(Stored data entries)
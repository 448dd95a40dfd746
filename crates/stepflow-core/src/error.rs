//! Unified error type for every stepflow operation.
//!
//! Model adapters map their native failures into [`Error`], and the
//! orchestration layer adds its own kinds (tool lookup, argument
//! validation, cancellation). Callers get one type to match on no matter
//! where the failure came from.
//!
//! # Fatal vs. local
//!
//! Transport and configuration errors end the whole call. Tool and
//! per-call validation errors are local: the streaming entry points carry
//! them inline as error parts and keep going.
//!
//! ```rust
//! use stepflow_core::Error;
//!
//! fn should_retry(err: &Error) -> bool {
//!     match err {
//!         Error::Http { retryable, .. } => *retryable,
//!         Error::Provider { retryable, .. } => *retryable,
//!         Error::Timeout { .. } => true,
//!         _ => false,
//!     }
//! }
//! ```

use serde_json::Value;

/// Why a retry loop gave up.
#[derive(Debug, Clone, Copy, PartialEq, Eq)]
pub enum RetryReason {
    /// Every allowed attempt failed with a retryable error.
    MaxRetriesExceeded,
    /// An attempt failed with an error that must not be retried.
    ErrorNotRetryable,
}

impl std::fmt::Display for RetryReason {
    fn fmt(&self, f: &mut std::fmt::Formatter<'_>) -> std::fmt::Result {
        match self {
            Self::MaxRetriesExceeded => f.write_str("max retries exceeded"),
            Self::ErrorNotRetryable => f.write_str("error not retryable"),
        }
    }
}

/// The error type returned by all stepflow operations.
///
/// Variants are `#[non_exhaustive]`; always include a wildcard arm.
#[derive(Debug, thiserror::Error)]
#[non_exhaustive]
pub enum Error {
    /// An HTTP-level failure (transport error, unexpected status code).
    ///
    /// `status` is `None` when the request never received a response.
    #[error("HTTP error (status={status:?}): {message}")]
    Http {
        /// The HTTP status code, if one was received.
        status: Option<http::StatusCode>,
        /// A human-readable description of the failure.
        message: String,
        /// Whether the caller should retry this request.
        retryable: bool,
    },

    /// The API key or token was rejected.
    #[error("Authentication error: {0}")]
    Auth(String),

    /// A provider-specific error that doesn't map to another variant.
    #[error("Provider error ({code}): {message}")]
    Provider {
        /// Provider-defined error code (e.g. `"overloaded"`).
        code: String,
        /// Human-readable error description.
        message: String,
        /// Whether the caller should retry this request.
        retryable: bool,
    },

    /// The model call exceeded its deadline.
    #[error("Operation timed out after {elapsed_ms}ms")]
    Timeout {
        /// Milliseconds elapsed before the timeout fired.
        elapsed_ms: u64,
    },

    /// The caller passed an argument outside its valid range.
    #[error("Invalid argument '{parameter}': {message}")]
    InvalidArgument {
        /// The offending parameter (e.g. `"max_steps"`).
        parameter: String,
        /// What is wrong with it.
        message: String,
    },

    /// The message history cannot be sent to a model.
    #[error("Invalid prompt: {0}")]
    InvalidPrompt(String),

    /// Model output could not be parsed as JSON.
    #[error("Response format error: {message}")]
    ResponseFormat {
        /// What went wrong during parsing.
        message: String,
        /// The raw text, for diagnostics.
        raw: String,
    },

    /// A value failed JSON Schema validation.
    #[error("Schema validation error: {message}")]
    SchemaValidation {
        /// Concatenated validation error messages.
        message: String,
        /// The value that failed validation.
        value: Value,
    },

    /// The model called a tool that was not declared for this request.
    #[error("Model tried to call unavailable tool '{tool_name}'. Available tools: {}", .available_tools.join(", "))]
    NoSuchTool {
        /// The name the model used.
        tool_name: String,
        /// Tools that were declared, sorted by name.
        available_tools: Vec<String>,
    },

    /// The model called a declared tool with arguments that fail its schema.
    #[error("Invalid arguments for tool '{tool_name}': {message}")]
    InvalidToolArguments {
        /// The tool that was called.
        tool_name: String,
        /// The arguments the model produced.
        arguments: Value,
        /// The validation failure.
        message: String,
    },

    /// A tool executor returned an error.
    #[error("Tool execution error ({tool_name}, call {call_id}): {source}")]
    ToolExecution {
        /// The name of the tool that failed.
        tool_name: String,
        /// The tool call the execution belonged to.
        call_id: String,
        /// The underlying error.
        source: Box<dyn std::error::Error + Send + Sync>,
    },

    /// A retry policy gave up.
    #[error("Retry failed after {attempts} attempts ({reason}): {last_error}")]
    RetryExhausted {
        /// How many attempts were made.
        attempts: u32,
        /// Why retrying stopped.
        reason: RetryReason,
        /// The error from the final attempt.
        #[source]
        last_error: Box<Error>,
    },

    /// The call's cancellation token fired.
    #[error("Operation cancelled")]
    Cancelled,

    /// A result handle was dropped before it was resolved.
    #[error("Stream closed before the result was available: {0}")]
    StreamClosed(String),

    /// Writing streamed output to a sink failed.
    #[error("I/O error: {0}")]
    Io(#[from] std::io::Error),
}

impl Error {
    /// Returns `true` if the error is transient and the call may succeed on retry.
    ///
    /// ```rust
    /// use stepflow_core::Error;
    ///
    /// assert!(Error::Timeout { elapsed_ms: 5000 }.is_retryable());
    /// assert!(!Error::Auth("bad key".into()).is_retryable());
    /// ```
    pub fn is_retryable(&self) -> bool {
        match self {
            Self::Http { retryable, .. } | Self::Provider { retryable, .. } => *retryable,
            Self::Timeout { .. } => true,
            _ => false,
        }
    }

    /// Copies the error so it can be reported in more than one place.
    ///
    /// `Error` is not `Clone` because of its boxed sources. The copy keeps
    /// every field, except that a [`ToolExecution`](Self::ToolExecution)
    /// source and an [`Io`](Self::Io) error are reduced to their message.
    #[must_use]
    pub fn replicate(&self) -> Self {
        match self {
            Self::Http {
                status,
                message,
                retryable,
            } => Self::Http {
                status: *status,
                message: message.clone(),
                retryable: *retryable,
            },
            Self::Auth(message) => Self::Auth(message.clone()),
            Self::Provider {
                code,
                message,
                retryable,
            } => Self::Provider {
                code: code.clone(),
                message: message.clone(),
                retryable: *retryable,
            },
            Self::Timeout { elapsed_ms } => Self::Timeout {
                elapsed_ms: *elapsed_ms,
            },
            Self::InvalidArgument { parameter, message } => Self::InvalidArgument {
                parameter: parameter.clone(),
                message: message.clone(),
            },
            Self::InvalidPrompt(message) => Self::InvalidPrompt(message.clone()),
            Self::ResponseFormat { message, raw } => Self::ResponseFormat {
                message: message.clone(),
                raw: raw.clone(),
            },
            Self::SchemaValidation { message, value } => Self::SchemaValidation {
                message: message.clone(),
                value: value.clone(),
            },
            Self::NoSuchTool {
                tool_name,
                available_tools,
            } => Self::NoSuchTool {
                tool_name: tool_name.clone(),
                available_tools: available_tools.clone(),
            },
            Self::InvalidToolArguments {
                tool_name,
                arguments,
                message,
            } => Self::InvalidToolArguments {
                tool_name: tool_name.clone(),
                arguments: arguments.clone(),
                message: message.clone(),
            },
            Self::ToolExecution {
                tool_name,
                call_id,
                source,
            } => Self::ToolExecution {
                tool_name: tool_name.clone(),
                call_id: call_id.clone(),
                source: source.to_string().into(),
            },
            Self::RetryExhausted {
                attempts,
                reason,
                last_error,
            } => Self::RetryExhausted {
                attempts: *attempts,
                reason: *reason,
                last_error: Box::new(last_error.replicate()),
            },
            Self::Cancelled => Self::Cancelled,
            Self::StreamClosed(message) => Self::StreamClosed(message.clone()),
            Self::Io(err) => Self::Io(std::io::Error::new(err.kind(), err.to_string())),
        }
    }

    /// Shorthand for [`Error::InvalidArgument`].
    pub fn invalid_argument(parameter: impl Into<String>, message: impl Into<String>) -> Self {
        Self::InvalidArgument {
            parameter: parameter.into(),
            message: message.into(),
        }
    }
}

impl From<serde_json::Error> for Error {
    fn from(err: serde_json::Error) -> Self {
        Self::ResponseFormat {
            message: err.to_string(),
            raw: String::new(),
        }
    }
}

#[cfg(test)]
mod tests {
    use super::*;

    #[test]
    fn test_error_display_http() {
        let err = Error::Http {
            status: Some(http::StatusCode::TOO_MANY_REQUESTS),
            message: "rate limited".into(),
            retryable: true,
        };
        let display = format!("{err}");
        assert!(display.contains("429"));
        assert!(display.contains("rate limited"));
    }

    #[test]
    fn test_error_display_invalid_argument() {
        let err = Error::invalid_argument("max_steps", "must be at least 1");
        let display = format!("{err}");
        assert!(display.contains("max_steps"));
        assert!(display.contains("at least 1"));
    }

    #[test]
    fn test_error_display_no_such_tool_lists_available() {
        let err = Error::NoSuchTool {
            tool_name: "weather".into(),
            available_tools: vec!["add".into(), "search".into()],
        };
        let display = format!("{err}");
        assert!(display.contains("weather"));
        assert!(display.contains("add, search"));
    }

    #[test]
    fn test_error_display_tool_execution() {
        let err = Error::ToolExecution {
            tool_name: "calculator".into(),
            call_id: "call_1".into(),
            source: Box::new(std::io::Error::other("boom")),
        };
        let display = format!("{err}");
        assert!(display.contains("calculator"));
        assert!(display.contains("call_1"));
        assert!(display.contains("boom"));
    }

    #[test]
    fn test_error_display_retry_exhausted() {
        let err = Error::RetryExhausted {
            attempts: 3,
            reason: RetryReason::MaxRetriesExceeded,
            last_error: Box::new(Error::Http {
                status: Some(http::StatusCode::INTERNAL_SERVER_ERROR),
                message: "server error".into(),
                retryable: true,
            }),
        };
        let display = format!("{err}");
        assert!(display.contains('3'));
        assert!(display.contains("max retries exceeded"));
        assert!(display.contains("server error"));
    }

    #[test]
    fn test_error_retry_exhausted_source_chain() {
        use std::error::Error as _;
        let err = Error::RetryExhausted {
            attempts: 1,
            reason: RetryReason::ErrorNotRetryable,
            last_error: Box::new(Error::Auth("expired".into())),
        };
        let source = err.source().expect("RetryExhausted should have a source");
        assert!(format!("{source}").contains("expired"));
    }

    #[test]
    fn test_error_is_send_sync() {
        fn assert_send_sync<T: Send + Sync>() {}
        assert_send_sync::<Error>();
    }

    #[test]
    fn test_retryable_classification() {
        let transient = Error::Provider {
            code: "overloaded".into(),
            message: "busy".into(),
            retryable: true,
        };
        assert!(transient.is_retryable());
        assert!(!Error::Cancelled.is_retryable());
        assert!(
            !Error::SchemaValidation {
                message: "missing".into(),
                value: serde_json::json!({}),
            }
            .is_retryable()
        );
        assert!(!Error::invalid_argument("x", "y").is_retryable());
    }

    #[test]
    fn test_replicate_keeps_kind_and_message() {
        let err = Error::RetryExhausted {
            attempts: 2,
            reason: RetryReason::MaxRetriesExceeded,
            last_error: Box::new(Error::Timeout { elapsed_ms: 30 }),
        };
        let copy = err.replicate();
        assert_eq!(copy.to_string(), err.to_string());
        assert!(matches!(
            copy,
            Error::RetryExhausted { attempts: 2, ref last_error, .. }
                if matches!(**last_error, Error::Timeout { elapsed_ms: 30 })
        ));

        let tool = Error::ToolExecution {
            tool_name: "calc".into(),
            call_id: "c1".into(),
            source: Box::new(std::io::Error::other("boom")),
        };
        assert_eq!(tool.replicate().to_string(), tool.to_string());
    }

    #[test]
    fn test_from_io_error() {
        let err: Error = std::io::Error::new(std::io::ErrorKind::BrokenPipe, "closed").into();
        assert!(matches!(err, Error::Io(_)));
        assert!(err.to_string().contains("closed"));
    }

    #[test]
    fn test_from_serde_json_error() {
        let json_err = serde_json::from_str::<Value>("not valid json").unwrap_err();
        let err: Error = json_err.into();
        assert!(matches!(err, Error::ResponseFormat { .. }));
    }
}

### Task requirements
Lines that contain "called" are the result; find them in the entries above and copy each one.

### Response to the task
    /// The model called a tool that was not declared for this request.
    /// The model called a declared tool with arguments that fail its schema.
        /// The tool that was called.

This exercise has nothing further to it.